What this task involves. Copy out the entire listing, keeping each line exactly as it is.

Task input.

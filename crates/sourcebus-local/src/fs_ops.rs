// ABOUTME: Filesystem inspection and mutation behind the local provider's file operations
// ABOUTME: Maps metadata and I/O outcomes onto file status answers

use sourcebus_core::{FileStatusInfo, SourceControlFlags, SourceControlStatus};
use sourcebus_logging::warn;
use std::io;
use std::path::Path;

/// `(success, info)` as handed to a responder
pub(crate) type Outcome = (bool, FileStatusInfo);

fn answer(path: &Path, status: SourceControlStatus, flags: SourceControlFlags) -> Outcome {
    (
        status.is_success(),
        FileStatusInfo::with_status(path, status, flags),
    )
}

fn io_failure(path: &Path, operation: &str, err: &io::Error) -> Outcome {
    warn!(path = %path.display(), operation, error = %err, "Local filesystem operation failed");
    answer(path, SourceControlStatus::ProviderError, SourceControlFlags::empty())
}

fn writeable_flag(readonly: bool) -> SourceControlFlags {
    if readonly {
        SourceControlFlags::empty()
    } else {
        SourceControlFlags::WRITEABLE
    }
}

pub(crate) async fn inspect(path: &Path) -> Outcome {
    match tokio::fs::metadata(path).await {
        Ok(metadata) => answer(
            path,
            SourceControlStatus::Tracked,
            writeable_flag(metadata.permissions().readonly()),
        ),
        Err(err) if err.kind() == io::ErrorKind::NotFound => answer(
            path,
            SourceControlStatus::NotTracked,
            SourceControlFlags::empty(),
        ),
        Err(err) => io_failure(path, "inspect", &err),
    }
}

pub(crate) async fn make_writable(path: &Path, allow_multi_checkout: bool) -> Outcome {
    let metadata = match tokio::fs::metadata(path).await {
        Ok(metadata) => metadata,
        // New files are editable
        Err(err) if err.kind() == io::ErrorKind::NotFound => {
            return answer(
                path,
                SourceControlStatus::NotTracked,
                SourceControlFlags::WRITEABLE,
            );
        }
        Err(err) => return io_failure(path, "edit", &err),
    };

    let mut permissions = metadata.permissions();
    if permissions.readonly() {
        clear_readonly(&mut permissions);
        if let Err(err) = tokio::fs::set_permissions(path, permissions).await {
            return io_failure(path, "edit", &err);
        }
    }

    let mut flags = SourceControlFlags::WRITEABLE;
    if allow_multi_checkout {
        flags |= SourceControlFlags::MULTI_CHECK_OUT;
    }
    answer(path, SourceControlStatus::OpenByUser, flags)
}

#[cfg(unix)]
fn clear_readonly(permissions: &mut std::fs::Permissions) {
    use std::os::unix::fs::PermissionsExt;
    // Owner write only
    permissions.set_mode(permissions.mode() | 0o200);
}

#[cfg(not(unix))]
fn clear_readonly(permissions: &mut std::fs::Permissions) {
    #[allow(clippy::permissions_set_readonly_false)]
    permissions.set_readonly(false);
}

pub(crate) async fn remove(path: &Path) -> Outcome {
    match tokio::fs::remove_file(path).await {
        Ok(()) => answer(
            path,
            SourceControlStatus::NotTracked,
            SourceControlFlags::empty(),
        ),
        // Already gone is what the caller asked for
        Err(err) if err.kind() == io::ErrorKind::NotFound => answer(
            path,
            SourceControlStatus::NotTracked,
            SourceControlFlags::empty(),
        ),
        Err(err) => io_failure(path, "delete", &err),
    }
}

#[cfg(test)]
mod tests {
    use super::*;
    use tempfile::tempdir;

    fn set_readonly(path: &Path) {
        let mut permissions = std::fs::metadata(path).unwrap().permissions();
        permissions.set_readonly(true);
        std::fs::set_permissions(path, permissions).unwrap();
    }

    #[tokio::test]
    async fn test_inspect_reports_writeable_and_read_only() {
        let dir = tempdir().unwrap();
        let file = dir.path().join("notes.txt");
        std::fs::write(&file, "hello").unwrap();

        let (success, info) = inspect(&file).await;
        assert!(success);
        assert_eq!(info.status, SourceControlStatus::Tracked);
        assert!(!info.is_read_only());

        set_readonly(&file);
        let (_, info) = inspect(&file).await;
        assert_eq!(info.status, SourceControlStatus::Tracked);
        assert!(info.is_read_only());
    }

    #[tokio::test]
    async fn test_inspect_missing_file() {
        let dir = tempdir().unwrap();
        let (success, info) = inspect(&dir.path().join("absent.txt")).await;
        assert!(success);
        assert_eq!(info.status, SourceControlStatus::NotTracked);
    }

    #[tokio::test]
    async fn test_make_writable_clears_read_only() {
        let dir = tempdir().unwrap();
        let file = dir.path().join("locked.txt");
        std::fs::write(&file, "x").unwrap();
        set_readonly(&file);

        let (success, info) = make_writable(&file, true).await;
        assert!(success);
        assert_eq!(info.status, SourceControlStatus::OpenByUser);
        assert!(info.has_flag(SourceControlFlags::MULTI_CHECK_OUT));
        assert!(!std::fs::metadata(&file).unwrap().permissions().readonly());
    }

    #[tokio::test]
    async fn test_remove_is_idempotent() {
        let dir = tempdir().unwrap();
        let file = dir.path().join("gone.txt");
        std::fs::write(&file, "x").unwrap();

        assert!(remove(&file).await.0);
        assert!(!file.exists());
        let (success, info) = remove(&file).await;
        assert!(success);
        assert_eq!(info.status, SourceControlStatus::NotTracked);
    }
}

Solution to the problem.
filename crates/sourcebus-local/src/fs_ops.rs
// ABOUTME: Filesystem inspection and mutation behind the local provider's file operations
// ABOUTME: Maps metadata and I/O outcomes onto file status answers

use sourcebus_core::{FileStatusInfo, SourceControlFlags, SourceControlStatus};
use sourcebus_logging::warn;
use std::io;
use std::path::Path;

/// `(success, info)` as handed to a responder
pub(crate) type Outcome = (bool, FileStatusInfo);

fn answer(path: &Path, status: SourceControlStatus, flags: SourceControlFlags) -> Outcome {
    (
        status.is_success(),
        FileStatusInfo::with_status(path, status, flags),
    )
}

fn io_failure(path: &Path, operation: &str, err: &io::Error) -> Outcome {
    warn!(path = %path.display(), operation, error = %err, "Local filesystem operation failed");
    answer(path, SourceControlStatus::ProviderError, SourceControlFlags::empty())
}

fn writeable_flag(readonly: bool) -> SourceControlFlags {
    if readonly {
        SourceControlFlags::empty()
    } else {
        SourceControlFlags::WRITEABLE
    }
}

pub(crate) async fn inspect(path: &Path) -> Outcome {
    match tokio::fs::metadata(path).await {
        Ok(metadata) => answer(
            path,
            SourceControlStatus::Tracked,
            writeable_flag(metadata.permissions().readonly()),
        ),
        Err(err) if err.kind() == io::ErrorKind::NotFound => answer(
            path,
            SourceControlStatus::NotTracked,
            SourceControlFlags::empty(),
        ),
        Err(err) => io_failure(path, "inspect", &err),
    }
}

pub(crate) async fn make_writable(path: &Path, allow_multi_checkout: bool) -> Outcome {
    let metadata = match tokio::fs::metadata(path).await {
        Ok(metadata) => metadata,
        // New files are editable
        Err(err) if err.kind() == io::ErrorKind::NotFound => {
            return answer(
                path,
                SourceControlStatus::NotTracked,
                SourceControlFlags::WRITEABLE,
            );
        }
        Err(err) => return io_failure(path, "edit", &err),
    };

    let mut permissions = metadata.permissions();
    if permissions.readonly() {
        clear_readonly(&mut permissions);
        if let Err(err) = tokio::fs::set_permissions(path, permissions).await {
            return io_failure(path, "edit", &err);
        }
    }

    let mut flags = SourceControlFlags::WRITEABLE;
    if allow_multi_checkout {
        flags |= SourceControlFlags::MULTI_CHECK_OUT;
    }
    answer(path, SourceControlStatus::OpenByUser, flags)
}

#[cfg(unix)]
fn clear_readonly(permissions: &mut std::fs::Permissions) {
    use std::os::unix::fs::PermissionsExt;
    // Owner write only
    permissions.set_mode(permissions.mode() | 0o200);
}

#[cfg(not(unix))]
fn clear_readonly(permissions: &mut std::fs::Permissions) {
    #[allow(clippy::permissions_set_readonly_false)]
    permissions.set_readonly(false);
}

pub(crate) async fn remove(path: &Path) -> Outcome {
    match tokio::fs::remove_file(path).await {
        Ok(()) => answer(
            path,
            SourceControlStatus::NotTracked,
            SourceControlFlags::empty(),
        ),
        // Already gone is what the caller asked for
        Err(err) if err.kind() == io::ErrorKind::NotFound => answer(
            path,
            SourceControlStatus::NotTracked,
            SourceControlFlags::empty(),
        ),
        Err(err) => io_failure(path, "delete", &err),
    }
}

#[cfg(test)]
mod tests {
    use super::*;
    use tempfile::tempdir;

    fn set_readonly(path: &Path) {
        let mut permissions = std::fs::metadata(path).unwrap().permissions();
        permissions.set_readonly(true);
        std::fs::set_permissions(path, permissions).unwrap();
    }

    #[tokio::test]
    async fn test_inspect_reports_writeable_and_read_only() {
        let dir = tempdir().unwrap();
        let file = dir.path().join("notes.txt");
        std::fs::write(&file, "hello").unwrap();

        let (success, info) = inspect(&file).await;
        assert!(success);
        assert_eq!(info.status, SourceControlStatus::Tracked);
        assert!(!info.is_read_only());

        set_readonly(&file);
        let (_, info) = inspect(&file).await;
        assert_eq!(info.status, SourceControlStatus::Tracked);
        assert!(info.is_read_only());
    }

    #[tokio::test]
    async fn test_inspect_missing_file() {
        let dir = tempdir().unwrap();
        let (success, info) = inspect(&dir.path().join("absent.txt")).await;
        assert!(success);
        assert_eq!(info.status, SourceControlStatus::NotTracked);
    }

    #[tokio::test]
    async fn test_make_writable_clears_read_only() {
        let dir = tempdir().unwrap();
        let file = dir.path().join("locked.txt");
        std::fs::write(&file, "x").unwrap();
        set_readonly(&file);

        let (success, info) = make_writable(&file, true).await;
        assert!(success);
        assert_eq!(info.status, SourceControlStatus::OpenByUser);
        assert!(info.has_flag(SourceControlFlags::MULTI_CHECK_OUT));
        assert!(!std::fs::metadata(&file).unwrap().permissions().readonly());
    }

    #[tokio::test]
    async fn test_remove_is_idempotent() {
        let dir = tempdir().unwrap();
        let file = dir.path().join("gone.txt");
        std::fs::write(&file, "x").unwrap();

        assert!(remove(&file).await.0);
        assert!(!file.exists());
        let (success, info) = remove(&file).await;
        assert!(success);
        assert_eq!(info.status, SourceControlStatus::NotTracked);
    }
}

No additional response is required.